• [Task details]:
The word "seeking" marks the lines to keep; find each one in the data and copy it.

• [Data shown]:
═══

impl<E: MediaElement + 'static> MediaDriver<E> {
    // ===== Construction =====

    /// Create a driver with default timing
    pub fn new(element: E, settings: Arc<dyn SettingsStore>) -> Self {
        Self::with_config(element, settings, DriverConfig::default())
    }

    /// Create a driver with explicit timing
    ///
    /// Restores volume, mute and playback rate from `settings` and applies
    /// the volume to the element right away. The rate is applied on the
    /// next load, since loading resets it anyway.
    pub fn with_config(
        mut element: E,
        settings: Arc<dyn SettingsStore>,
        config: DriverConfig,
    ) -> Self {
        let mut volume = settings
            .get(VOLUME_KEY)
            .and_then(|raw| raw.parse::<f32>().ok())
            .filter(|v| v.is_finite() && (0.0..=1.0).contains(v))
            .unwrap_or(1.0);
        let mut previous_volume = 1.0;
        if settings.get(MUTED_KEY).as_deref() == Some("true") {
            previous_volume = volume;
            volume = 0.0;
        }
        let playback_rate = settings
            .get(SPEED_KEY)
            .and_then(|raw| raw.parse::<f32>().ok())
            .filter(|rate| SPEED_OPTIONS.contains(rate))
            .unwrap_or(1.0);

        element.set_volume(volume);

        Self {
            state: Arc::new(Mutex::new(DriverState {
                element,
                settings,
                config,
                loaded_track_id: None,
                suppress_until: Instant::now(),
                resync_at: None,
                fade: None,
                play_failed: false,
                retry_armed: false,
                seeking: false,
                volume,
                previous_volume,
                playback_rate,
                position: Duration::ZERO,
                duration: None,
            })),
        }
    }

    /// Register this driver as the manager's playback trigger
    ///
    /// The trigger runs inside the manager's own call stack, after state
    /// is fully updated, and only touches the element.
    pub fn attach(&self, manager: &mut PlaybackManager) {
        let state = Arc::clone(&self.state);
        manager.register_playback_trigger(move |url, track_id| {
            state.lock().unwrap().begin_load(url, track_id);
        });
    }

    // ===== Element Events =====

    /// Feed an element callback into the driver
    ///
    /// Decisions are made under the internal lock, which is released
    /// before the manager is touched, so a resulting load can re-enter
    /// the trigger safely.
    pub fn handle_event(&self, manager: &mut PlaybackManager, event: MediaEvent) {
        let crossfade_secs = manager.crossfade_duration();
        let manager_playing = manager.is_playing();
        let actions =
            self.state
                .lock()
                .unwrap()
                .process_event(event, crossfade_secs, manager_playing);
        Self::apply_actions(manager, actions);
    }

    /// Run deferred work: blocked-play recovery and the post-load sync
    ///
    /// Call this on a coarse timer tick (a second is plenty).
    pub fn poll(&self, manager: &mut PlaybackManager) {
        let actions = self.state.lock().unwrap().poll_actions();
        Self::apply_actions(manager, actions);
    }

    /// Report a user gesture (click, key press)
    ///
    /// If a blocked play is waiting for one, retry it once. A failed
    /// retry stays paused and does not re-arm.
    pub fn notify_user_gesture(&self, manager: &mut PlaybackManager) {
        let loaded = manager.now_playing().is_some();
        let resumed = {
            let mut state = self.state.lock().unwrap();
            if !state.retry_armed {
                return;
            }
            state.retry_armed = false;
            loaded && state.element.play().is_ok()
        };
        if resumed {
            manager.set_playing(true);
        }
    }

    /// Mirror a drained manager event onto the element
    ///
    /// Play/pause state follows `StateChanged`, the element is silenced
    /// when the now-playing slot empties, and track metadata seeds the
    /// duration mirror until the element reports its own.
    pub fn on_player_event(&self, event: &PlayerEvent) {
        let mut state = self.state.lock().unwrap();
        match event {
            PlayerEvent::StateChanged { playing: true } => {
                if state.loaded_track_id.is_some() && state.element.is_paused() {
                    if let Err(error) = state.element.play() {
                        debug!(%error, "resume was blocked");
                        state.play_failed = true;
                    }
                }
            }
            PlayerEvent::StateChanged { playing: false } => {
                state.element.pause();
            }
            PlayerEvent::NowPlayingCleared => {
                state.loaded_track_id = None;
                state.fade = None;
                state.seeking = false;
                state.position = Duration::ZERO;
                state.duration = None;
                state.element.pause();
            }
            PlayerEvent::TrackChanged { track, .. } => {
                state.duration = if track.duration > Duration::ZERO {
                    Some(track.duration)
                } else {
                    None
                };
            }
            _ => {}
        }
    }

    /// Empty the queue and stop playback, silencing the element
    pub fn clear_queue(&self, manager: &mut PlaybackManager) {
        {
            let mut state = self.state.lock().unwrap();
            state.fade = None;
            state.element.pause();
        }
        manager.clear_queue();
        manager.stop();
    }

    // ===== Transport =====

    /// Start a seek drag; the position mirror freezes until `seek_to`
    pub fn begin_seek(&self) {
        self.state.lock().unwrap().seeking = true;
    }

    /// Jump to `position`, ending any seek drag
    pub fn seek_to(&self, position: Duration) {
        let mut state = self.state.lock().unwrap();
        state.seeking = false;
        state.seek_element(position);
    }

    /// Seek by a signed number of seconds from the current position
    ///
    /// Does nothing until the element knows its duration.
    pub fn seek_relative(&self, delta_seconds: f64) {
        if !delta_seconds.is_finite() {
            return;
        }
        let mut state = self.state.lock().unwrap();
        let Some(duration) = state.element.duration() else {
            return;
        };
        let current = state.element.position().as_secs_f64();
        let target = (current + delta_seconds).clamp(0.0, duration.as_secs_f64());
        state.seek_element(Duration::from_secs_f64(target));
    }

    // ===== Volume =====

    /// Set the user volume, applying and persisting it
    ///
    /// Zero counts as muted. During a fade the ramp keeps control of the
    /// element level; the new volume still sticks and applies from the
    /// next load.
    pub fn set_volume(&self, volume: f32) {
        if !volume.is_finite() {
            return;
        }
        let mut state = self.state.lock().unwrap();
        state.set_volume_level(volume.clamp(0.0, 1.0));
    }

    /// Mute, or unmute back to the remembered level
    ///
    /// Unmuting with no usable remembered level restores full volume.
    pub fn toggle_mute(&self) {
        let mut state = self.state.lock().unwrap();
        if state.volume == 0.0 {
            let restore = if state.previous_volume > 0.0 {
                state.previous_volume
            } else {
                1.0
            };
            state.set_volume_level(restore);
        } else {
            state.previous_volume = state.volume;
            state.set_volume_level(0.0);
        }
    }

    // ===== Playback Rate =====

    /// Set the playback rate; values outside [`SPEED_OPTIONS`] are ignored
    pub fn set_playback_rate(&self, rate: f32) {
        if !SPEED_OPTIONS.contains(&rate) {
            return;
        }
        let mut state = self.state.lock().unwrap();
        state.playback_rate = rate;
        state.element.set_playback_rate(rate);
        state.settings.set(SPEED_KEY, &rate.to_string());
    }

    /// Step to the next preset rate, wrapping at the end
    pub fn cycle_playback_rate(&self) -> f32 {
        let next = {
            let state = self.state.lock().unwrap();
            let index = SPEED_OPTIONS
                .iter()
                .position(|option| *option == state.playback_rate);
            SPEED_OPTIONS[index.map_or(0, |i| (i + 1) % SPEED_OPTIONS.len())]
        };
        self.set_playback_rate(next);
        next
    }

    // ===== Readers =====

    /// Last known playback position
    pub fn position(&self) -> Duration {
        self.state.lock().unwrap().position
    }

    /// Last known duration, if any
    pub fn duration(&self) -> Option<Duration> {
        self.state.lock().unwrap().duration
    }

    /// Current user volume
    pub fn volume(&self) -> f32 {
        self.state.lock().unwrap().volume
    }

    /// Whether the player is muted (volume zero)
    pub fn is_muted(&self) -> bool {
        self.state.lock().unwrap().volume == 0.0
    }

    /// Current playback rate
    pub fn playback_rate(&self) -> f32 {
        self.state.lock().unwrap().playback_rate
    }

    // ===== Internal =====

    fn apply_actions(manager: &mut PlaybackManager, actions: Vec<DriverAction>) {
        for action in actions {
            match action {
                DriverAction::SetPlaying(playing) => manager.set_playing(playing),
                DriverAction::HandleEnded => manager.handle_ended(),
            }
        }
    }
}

═══

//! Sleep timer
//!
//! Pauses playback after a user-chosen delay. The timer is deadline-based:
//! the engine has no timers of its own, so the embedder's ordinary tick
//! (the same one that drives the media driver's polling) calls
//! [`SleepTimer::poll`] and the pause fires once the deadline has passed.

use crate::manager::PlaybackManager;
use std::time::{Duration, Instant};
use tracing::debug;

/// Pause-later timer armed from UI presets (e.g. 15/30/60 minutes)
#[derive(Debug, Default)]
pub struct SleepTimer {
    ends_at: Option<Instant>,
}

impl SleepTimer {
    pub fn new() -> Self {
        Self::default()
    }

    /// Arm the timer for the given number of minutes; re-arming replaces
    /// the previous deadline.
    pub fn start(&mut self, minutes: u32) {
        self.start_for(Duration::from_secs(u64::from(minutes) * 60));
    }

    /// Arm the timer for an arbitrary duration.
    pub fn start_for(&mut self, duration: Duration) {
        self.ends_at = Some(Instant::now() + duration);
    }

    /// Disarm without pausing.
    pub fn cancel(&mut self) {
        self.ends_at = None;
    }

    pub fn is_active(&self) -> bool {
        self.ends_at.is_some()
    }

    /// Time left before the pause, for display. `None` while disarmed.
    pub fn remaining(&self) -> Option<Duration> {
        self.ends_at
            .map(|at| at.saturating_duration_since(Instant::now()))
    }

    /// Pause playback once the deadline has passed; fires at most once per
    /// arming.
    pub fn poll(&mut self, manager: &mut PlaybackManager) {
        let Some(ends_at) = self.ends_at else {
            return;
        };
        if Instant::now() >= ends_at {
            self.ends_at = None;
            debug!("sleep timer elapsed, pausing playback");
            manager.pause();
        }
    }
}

═══

• [Your solution]:
                seeking: false,
                state.seeking = false;
        self.state.lock().unwrap().seeking = true;
        state.seeking = false;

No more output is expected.